Task instructions
The response should be an exact repetition of all the entries.

Recorded information
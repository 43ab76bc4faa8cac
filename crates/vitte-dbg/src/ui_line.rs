//! ui_line.rs — Collaboratrice UI texte, ligne par ligne.
//!
//! `vitte-debugger` ne prescrit aucun rendu : la couche de fenêtres à
//! cellules, paires de couleurs et mise en page issue d'un template JSON
//! (le `conwin`/`ui.cpp` de l'implémentation d'origine) reste un
//! collaborateur externe que ce dépôt ne réimplémente pas. `LineUi` est une
//! implémentation volontairement minimale de `UiCollaborator` : elle
//! affiche le contexte source et les variables sur la sortie standard et
//! lit une commande par ligne sur l'entrée, suffisant pour piloter
//! `vitte-dbg` depuis un terminal ordinaire ou un script de test.

use std::fs;
use std::io::{BufRead, Write};
use std::path::PathBuf;

use vitte_debugger::breakpoint::BreakpointSet;
use vitte_debugger::control::DebugAction;
use vitte_debugger::layout::Node;
use vitte_debugger::module::MODULE_EXTENSION;
use vitte_debugger::ui::{parse_variables, UiCollaborator};

/// Nombre de lignes de contexte affichées de part et d'autre de la ligne
/// mise en surbrillance.
const CONTEXT_RADIUS: usize = 1;

/// Collaboratrice UI texte : un flux d'entrée pour les commandes, un flux
/// de sortie pour l'affichage.
pub struct LineUi<R, W> {
    input: R,
    output: W,
    search_dir: PathBuf,
    breakpoints: BreakpointSet,
    current_module: Option<String>,
    current_lines: Vec<String>,
    pane_ids: Vec<String>,
    panes_announced: bool,
}

impl<R: BufRead, W: Write> LineUi<R, W> {
    pub fn new(input: R, output: W, search_dir: PathBuf, layout: &Node) -> Self {
        let pane_ids = layout
            .resolve(0, 0, 100, 100)
            .map(|rects| rects.into_iter().filter_map(|r| r.id).collect())
            .unwrap_or_default();
        Self {
            input,
            output,
            search_dir,
            breakpoints: BreakpointSet::new(),
            current_module: None,
            current_lines: Vec::new(),
            pane_ids,
            panes_announced: false,
        }
    }

    fn announce_panes_once(&mut self) {
        if self.panes_announced {
            return;
        }
        self.panes_announced = true;
        if !self.pane_ids.is_empty() {
            let _ = writeln!(self.output, "panes: {}", self.pane_ids.join(", "));
        }
    }

    fn toggle_breakpoint(&mut self, original_line_index: usize) {
        let Some(module) = self.current_module.clone() else { return };
        let active = self.breakpoints.toggle(module, original_line_index);
        let state = if active { "set" } else { "cleared" };
        let _ = writeln!(self.output, "breakpoint {state} at line {}", original_line_index + 1);
    }
}

impl<R: BufRead, W: Write> UiCollaborator for LineUi<R, W> {
    fn load_module(&mut self, name: &str) {
        self.announce_panes_once();
        if self.current_module.as_deref() == Some(name) {
            return;
        }
        let path = self.search_dir.join(format!("{name}.{MODULE_EXTENSION}"));
        self.current_lines =
            fs::read_to_string(&path).map(|s| s.lines().map(str::to_owned).collect()).unwrap_or_default();
        self.current_module = Some(name.to_string());
        let _ = writeln!(self.output, "-- {name} --");
    }

    fn highlight_line(&mut self, module: &str, original_line_index: usize) {
        self.load_module(module);
        let start = original_line_index.saturating_sub(CONTEXT_RADIUS);
        let end = (original_line_index + CONTEXT_RADIUS + 1).min(self.current_lines.len());
        for (offset, line) in self.current_lines[start..end].iter().enumerate() {
            let idx = start + offset;
            let marker = if idx == original_line_index { "=>" } else { "  " };
            let _ = writeln!(self.output, "{marker} {:>4} | {line}", idx + 1);
        }
    }

    fn set_variables(&mut self, var_data: &str) {
        let pairs = parse_variables(var_data);
        if pairs.is_empty() {
            return;
        }
        let rendered: Vec<String> = pairs.into_iter().map(|(name, value)| format!("{name}={value}")).collect();
        let _ = writeln!(self.output, "vars: {}", rendered.join(", "));
    }

    fn is_breakpoint(&self, module: &str, line: usize) -> bool {
        self.breakpoints.is_breakpoint(module, line)
    }

    fn append_output(&mut self, text: &str) {
        let _ = write!(self.output, "{text}");
    }

    fn event_loop(&mut self) -> DebugAction {
        loop {
            let _ = write!(self.output, "(gubed) ");
            let _ = self.output.flush();

            let mut line = String::new();
            let bytes_read = self.input.read_line(&mut line).unwrap_or(0);
            if bytes_read == 0 {
                // EOF: no operator left to drive the session, quit cleanly.
                return DebugAction::Quit;
            }

            match line.trim() {
                "s" | "step" => return DebugAction::Step,
                "c" | "continue" => return DebugAction::Continue,
                "q" | "quit" => return DebugAction::Quit,
                rest if rest == "b" || rest.starts_with("b ") => {
                    if let Some(n) = rest.trim_start_matches('b').trim().parse::<usize>().ok().filter(|n| *n >= 1)
                    {
                        self.toggle_breakpoint(n - 1);
                    } else {
                        let _ = writeln!(self.output, "usage: b <line>");
                    }
                },
                _ => {
                    let _ = writeln!(self.output, "commands: s(tep) c(ontinue) b <line> q(uit)");
                },
            }
        }
    }
}

#[cfg(test)]
mod tests {
    use super::*;
    use std::io::Cursor;
    use vitte_debugger::layout::default_layout;

    fn ui_with(input: &str, dir: &std::path::Path) -> LineUi<Cursor<Vec<u8>>, Vec<u8>> {
        let layout = default_layout();
        LineUi::new(Cursor::new(input.as_bytes().to_vec()), Vec::new(), dir.to_path_buf(), &layout)
    }

    #[test]
    fn step_command_returns_step() {
        let tmp = tempfile::tempdir().unwrap();
        let mut ui = ui_with("s\n", tmp.path());
        assert_eq!(ui.event_loop(), DebugAction::Step);
    }

    #[test]
    fn unrecognized_then_continue() {
        let tmp = tempfile::tempdir().unwrap();
        let mut ui = ui_with("bogus\nc\n", tmp.path());
        assert_eq!(ui.event_loop(), DebugAction::Continue);
        let out = String::from_utf8(ui.output).unwrap();
        assert!(out.contains("commands:"));
    }

    #[test]
    fn eof_quits() {
        let tmp = tempfile::tempdir().unwrap();
        let mut ui = ui_with("", tmp.path());
        assert_eq!(ui.event_loop(), DebugAction::Quit);
    }

    #[test]
    fn breakpoint_toggle_round_trips() {
        let tmp = tempfile::tempdir().unwrap();
        fs::write(tmp.path().join("Foo.wren"), "class Foo {\n  bar() {\n    var y = 1\n  }\n}\n").unwrap();
        let mut ui = ui_with("b 3\nb 3\nq\n", tmp.path());
        ui.load_module("Foo");
        assert!(!ui.is_breakpoint("Foo", 2));
        assert_eq!(ui.event_loop(), DebugAction::Quit);
        // toggled on then off by the two "b 3" commands before quitting
        assert!(!ui.is_breakpoint("Foo", 2));
    }

    #[test]
    fn highlight_line_shows_context_with_marker() {
        let tmp = tempfile::tempdir().unwrap();
        fs::write(tmp.path().join("Foo.wren"), "class Foo {\n  bar() {\n    var y = 1\n  }\n}\n").unwrap();
        let mut ui = ui_with("", tmp.path());
        ui.highlight_line("Foo", 2);
        let out = String::from_utf8(ui.output).unwrap();
        assert!(out.contains("=>    3 | "));
    }

    #[test]
    fn set_variables_renders_parsed_pairs() {
        let tmp = tempfile::tempdir().unwrap();
        let mut ui = ui_with("", tmp.path());
        ui.set_variables("x=1|y=2");
        let out = String::from_utf8(ui.output).unwrap();
        assert!(out.contains("vars: x=1, y=2"));
    }

    #[test]
    fn append_output_forwards_text_verbatim() {
        let tmp = tempfile::tempdir().unwrap();
        let mut ui = ui_with("", tmp.path());
        ui.append_output("hello\n");
        ui.append_output("world\n");
        let out = String::from_utf8(ui.output).unwrap();
        assert_eq!(out, "hello\nworld\n");
    }
}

Written answer
repository 43ab76bc4faa8cac
filename crates/vitte-dbg/src/ui_line.rs
//! ui_line.rs — Collaboratrice UI texte, ligne par ligne.
//!
//! `vitte-debugger` ne prescrit aucun rendu : la couche de fenêtres à
//! cellules, paires de couleurs et mise en page issue d'un template JSON
//! (le `conwin`/`ui.cpp` de l'implémentation d'origine) reste un
//! collaborateur externe que ce dépôt ne réimplémente pas. `LineUi` est une
//! implémentation volontairement minimale de `UiCollaborator` : elle
//! affiche le contexte source et les variables sur la sortie standard et
//! lit une commande par ligne sur l'entrée, suffisant pour piloter
//! `vitte-dbg` depuis un terminal ordinaire ou un script de test.

use std::fs;
use std::io::{BufRead, Write};
use std::path::PathBuf;

use vitte_debugger::breakpoint::BreakpointSet;
use vitte_debugger::control::DebugAction;
use vitte_debugger::layout::Node;
use vitte_debugger::module::MODULE_EXTENSION;
use vitte_debugger::ui::{parse_variables, UiCollaborator};

/// Nombre de lignes de contexte affichées de part et d'autre de la ligne
/// mise en surbrillance.
const CONTEXT_RADIUS: usize = 1;

/// Collaboratrice UI texte : un flux d'entrée pour les commandes, un flux
/// de sortie pour l'affichage.
pub struct LineUi<R, W> {
    input: R,
    output: W,
    search_dir: PathBuf,
    breakpoints: BreakpointSet,
    current_module: Option<String>,
    current_lines: Vec<String>,
    pane_ids: Vec<String>,
    panes_announced: bool,
}

impl<R: BufRead, W: Write> LineUi<R, W> {
    pub fn new(input: R, output: W, search_dir: PathBuf, layout: &Node) -> Self {
        let pane_ids = layout
            .resolve(0, 0, 100, 100)
            .map(|rects| rects.into_iter().filter_map(|r| r.id).collect())
            .unwrap_or_default();
        Self {
            input,
            output,
            search_dir,
            breakpoints: BreakpointSet::new(),
            current_module: None,
            current_lines: Vec::new(),
            pane_ids,
            panes_announced: false,
        }
    }

    fn announce_panes_once(&mut self) {
        if self.panes_announced {
            return;
        }
        self.panes_announced = true;
        if !self.pane_ids.is_empty() {
            let _ = writeln!(self.output, "panes: {}", self.pane_ids.join(", "));
        }
    }

    fn toggle_breakpoint(&mut self, original_line_index: usize) {
        let Some(module) = self.current_module.clone() else { return };
        let active = self.breakpoints.toggle(module, original_line_index);
        let state = if active { "set" } else { "cleared" };
        let _ = writeln!(self.output, "breakpoint {state} at line {}", original_line_index + 1);
    }
}

impl<R: BufRead, W: Write> UiCollaborator for LineUi<R, W> {
    fn load_module(&mut self, name: &str) {
        self.announce_panes_once();
        if self.current_module.as_deref() == Some(name) {
            return;
        }
        let path = self.search_dir.join(format!("{name}.{MODULE_EXTENSION}"));
        self.current_lines =
            fs::read_to_string(&path).map(|s| s.lines().map(str::to_owned).collect()).unwrap_or_default();
        self.current_module = Some(name.to_string());
        let _ = writeln!(self.output, "-- {name} --");
    }

    fn highlight_line(&mut self, module: &str, original_line_index: usize) {
        self.load_module(module);
        let start = original_line_index.saturating_sub(CONTEXT_RADIUS);
        let end = (original_line_index + CONTEXT_RADIUS + 1).min(self.current_lines.len());
        for (offset, line) in self.current_lines[start..end].iter().enumerate() {
            let idx = start + offset;
            let marker = if idx == original_line_index { "=>" } else { "  " };
            let _ = writeln!(self.output, "{marker} {:>4} | {line}", idx + 1);
        }
    }

    fn set_variables(&mut self, var_data: &str) {
        let pairs = parse_variables(var_data);
        if pairs.is_empty() {
            return;
        }
        let rendered: Vec<String> = pairs.into_iter().map(|(name, value)| format!("{name}={value}")).collect();
        let _ = writeln!(self.output, "vars: {}", rendered.join(", "));
    }

    fn is_breakpoint(&self, module: &str, line: usize) -> bool {
        self.breakpoints.is_breakpoint(module, line)
    }

    fn append_output(&mut self, text: &str) {
        let _ = write!(self.output, "{text}");
    }

    fn event_loop(&mut self) -> DebugAction {
        loop {
            let _ = write!(self.output, "(gubed) ");
            let _ = self.output.flush();

            let mut line = String::new();
            let bytes_read = self.input.read_line(&mut line).unwrap_or(0);
            if bytes_read == 0 {
                // EOF: no operator left to drive the session, quit cleanly.
                return DebugAction::Quit;
            }

            match line.trim() {
                "s" | "step" => return DebugAction::Step,
                "c" | "continue" => return DebugAction::Continue,
                "q" | "quit" => return DebugAction::Quit,
                rest if rest == "b" || rest.starts_with("b ") => {
                    if let Some(n) = rest.trim_start_matches('b').trim().parse::<usize>().ok().filter(|n| *n >= 1)
                    {
                        self.toggle_breakpoint(n - 1);
                    } else {
                        let _ = writeln!(self.output, "usage: b <line>");
                    }
                },
                _ => {
                    let _ = writeln!(self.output, "commands: s(tep) c(ontinue) b <line> q(uit)");
                },
            }
        }
    }
}

#[cfg(test)]
mod tests {
    use super::*;
    use std::io::Cursor;
    use vitte_debugger::layout::default_layout;

    fn ui_with(input: &str, dir: &std::path::Path) -> LineUi<Cursor<Vec<u8>>, Vec<u8>> {
        let layout = default_layout();
        LineUi::new(Cursor::new(input.as_bytes().to_vec()), Vec::new(), dir.to_path_buf(), &layout)
    }

    #[test]
    fn step_command_returns_step() {
        let tmp = tempfile::tempdir().unwrap();
        let mut ui = ui_with("s\n", tmp.path());
        assert_eq!(ui.event_loop(), DebugAction::Step);
    }

    #[test]
    fn unrecognized_then_continue() {
        let tmp = tempfile::tempdir().unwrap();
        let mut ui = ui_with("bogus\nc\n", tmp.path());
        assert_eq!(ui.event_loop(), DebugAction::Continue);
        let out = String::from_utf8(ui.output).unwrap();
        assert!(out.contains("commands:"));
    }

    #[test]
    fn eof_quits() {
        let tmp = tempfile::tempdir().unwrap();
        let mut ui = ui_with("", tmp.path());
        assert_eq!(ui.event_loop(), DebugAction::Quit);
    }

    #[test]
    fn breakpoint_toggle_round_trips() {
        let tmp = tempfile::tempdir().unwrap();
        fs::write(tmp.path().join("Foo.wren"), "class Foo {\n  bar() {\n    var y = 1\n  }\n}\n").unwrap();
        let mut ui = ui_with("b 3\nb 3\nq\n", tmp.path());
        ui.load_module("Foo");
        assert!(!ui.is_breakpoint("Foo", 2));
        assert_eq!(ui.event_loop(), DebugAction::Quit);
        // toggled on then off by the two "b 3" commands before quitting
        assert!(!ui.is_breakpoint("Foo", 2));
    }

    #[test]
    fn highlight_line_shows_context_with_marker() {
        let tmp = tempfile::tempdir().unwrap();
        fs::write(tmp.path().join("Foo.wren"), "class Foo {\n  bar() {\n    var y = 1\n  }\n}\n").unwrap();
        let mut ui = ui_with("", tmp.path());
        ui.highlight_line("Foo", 2);
        let out = String::from_utf8(ui.output).unwrap();
        assert!(out.contains("=>    3 | "));
    }

    #[test]
    fn set_variables_renders_parsed_pairs() {
        let tmp = tempfile::tempdir().unwrap();
        let mut ui = ui_with("", tmp.path());
        ui.set_variables("x=1|y=2");
        let out = String::from_utf8(ui.output).unwrap();
        assert!(out.contains("vars: x=1, y=2"));
    }

    #[test]
    fn append_output_forwards_text_verbatim() {
        let tmp = tempfile::tempdir().unwrap();
        let mut ui = ui_with("", tmp.path());
        ui.append_output("hello\n");
        ui.append_output("world\n");
        let out = String::from_utf8(ui.output).unwrap();
        assert_eq!(out, "hello\nworld\n");
    }
}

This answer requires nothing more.